Problem to work on :: Your response should consist of the entries below, written out exactly.

Exercise input ::
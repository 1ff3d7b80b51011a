use std::path::PathBuf;

use miette::Diagnostic;
use thiserror::Error;

#[derive(Debug, Error, Diagnostic)]
pub enum HarvestError {
    #[error("short_name must be specified")]
    #[diagnostic(help("set \"short_name\" in the run context"))]
    MissingShortName,

    #[error("invalid short name: {0}")]
    InvalidShortName(String),

    #[error("invalid timestamp: {0}")]
    InvalidTimestamp(String),

    #[error("invalid area of interest: {0}")]
    InvalidLocation(String),

    #[error("{0} is not configured")]
    #[diagnostic(help("set it in cmr-harvest.json or the matching environment variable"))]
    MissingSetting(&'static str),

    #[error("failed to read config file at {0}")]
    ConfigRead(PathBuf),

    #[error("failed to parse JSON config: {0}")]
    ConfigParse(String),

    #[error("unable to read run context at {0}")]
    ContextRead(PathBuf),

    #[error("unable to parse run context: {0}")]
    ContextParse(String),

    #[error("failed to build HTTP client: {0}")]
    HttpClient(String),

    #[error("CMR request failed: {0}")]
    CatalogHttp(String),

    #[error("CMR returned status {status}: {message}")]
    CatalogStatus { status: u16, message: String },

    #[error("malformed CMR response: {0}")]
    CatalogResponse(String),

    #[error("total granules returned ({actual}) do not match expected granule count ({expected})")]
    CountMismatch { expected: u64, actual: u64 },

    #[error("malformed polygon: {0}")]
    GeometryParse(String),

    #[error("invalid granule record: {0}")]
    InvalidRecord(String),

    #[error("filesystem error: {0}")]
    Filesystem(String),

    #[error("no AOI locations resolved: {0}")]
    AoiResolution(String),

    #[error("job submission request failed: {0}")]
    SubmissionHttp(String),

    #[error("job submission returned status {status}: {message}")]
    SubmissionStatus { status: u16, message: String },

    #[error("job not submitted successfully: {0}")]
    Submission(String),

    #[error("failed on publish of {0}")]
    Publish(String),
}

impl HarvestError {
    pub fn is_configuration(&self) -> bool {
        matches!(
            self,
            HarvestError::MissingShortName
                | HarvestError::InvalidShortName(_)
                | HarvestError::InvalidTimestamp(_)
                | HarvestError::InvalidLocation(_)
                | HarvestError::MissingSetting(_)
                | HarvestError::ConfigRead(_)
                | HarvestError::ConfigParse(_)
                | HarvestError::ContextRead(_)
                | HarvestError::ContextParse(_)
                | HarvestError::HttpClient(_)
        )
    }

    pub fn is_remote(&self) -> bool {
        matches!(
            self,
            HarvestError::CatalogHttp(_)
                | HarvestError::CatalogStatus { .. }
                | HarvestError::CatalogResponse(_)
                | HarvestError::CountMismatch { .. }
                | HarvestError::SubmissionHttp(_)
                | HarvestError::SubmissionStatus { .. }
                | HarvestError::Submission(_)
                | HarvestError::AoiResolution(_)
        )
    }
}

Response to this exercise ::
repository 1ff3d7b80b51011a
use std::path::PathBuf;

use miette::Diagnostic;
use thiserror::Error;

#[derive(Debug, Error, Diagnostic)]
pub enum HarvestError {
    #[error("short_name must be specified")]
    #[diagnostic(help("set \"short_name\" in the run context"))]
    MissingShortName,

    #[error("invalid short name: {0}")]
    InvalidShortName(String),

    #[error("invalid timestamp: {0}")]
    InvalidTimestamp(String),

    #[error("invalid area of interest: {0}")]
    InvalidLocation(String),

    #[error("{0} is not configured")]
    #[diagnostic(help("set it in cmr-harvest.json or the matching environment variable"))]
    MissingSetting(&'static str),

    #[error("failed to read config file at {0}")]
    ConfigRead(PathBuf),

    #[error("failed to parse JSON config: {0}")]
    ConfigParse(String),

    #[error("unable to read run context at {0}")]
    ContextRead(PathBuf),

    #[error("unable to parse run context: {0}")]
    ContextParse(String),

    #[error("failed to build HTTP client: {0}")]
    HttpClient(String),

    #[error("CMR request failed: {0}")]
    CatalogHttp(String),

    #[error("CMR returned status {status}: {message}")]
    CatalogStatus { status: u16, message: String },

    #[error("malformed CMR response: {0}")]
    CatalogResponse(String),

    #[error("total granules returned ({actual}) do not match expected granule count ({expected})")]
    CountMismatch { expected: u64, actual: u64 },

    #[error("malformed polygon: {0}")]
    GeometryParse(String),

    #[error("invalid granule record: {0}")]
    InvalidRecord(String),

    #[error("filesystem error: {0}")]
    Filesystem(String),

    #[error("no AOI locations resolved: {0}")]
    AoiResolution(String),

    #[error("job submission request failed: {0}")]
    SubmissionHttp(String),

    #[error("job submission returned status {status}: {message}")]
    SubmissionStatus { status: u16, message: String },

    #[error("job not submitted successfully: {0}")]
    Submission(String),

    #[error("failed on publish of {0}")]
    Publish(String),
}

impl HarvestError {
    pub fn is_configuration(&self) -> bool {
        matches!(
            self,
            HarvestError::MissingShortName
                | HarvestError::InvalidShortName(_)
                | HarvestError::InvalidTimestamp(_)
                | HarvestError::InvalidLocation(_)
                | HarvestError::MissingSetting(_)
                | HarvestError::ConfigRead(_)
                | HarvestError::ConfigParse(_)
                | HarvestError::ContextRead(_)
                | HarvestError::ContextParse(_)
                | HarvestError::HttpClient(_)
        )
    }

    pub fn is_remote(&self) -> bool {
        matches!(
            self,
            HarvestError::CatalogHttp(_)
                | HarvestError::CatalogStatus { .. }
                | HarvestError::CatalogResponse(_)
                | HarvestError::CountMismatch { .. }
                | HarvestError::SubmissionHttp(_)
                | HarvestError::SubmissionStatus { .. }
                | HarvestError::Submission(_)
                | HarvestError::AoiResolution(_)
        )
    }
}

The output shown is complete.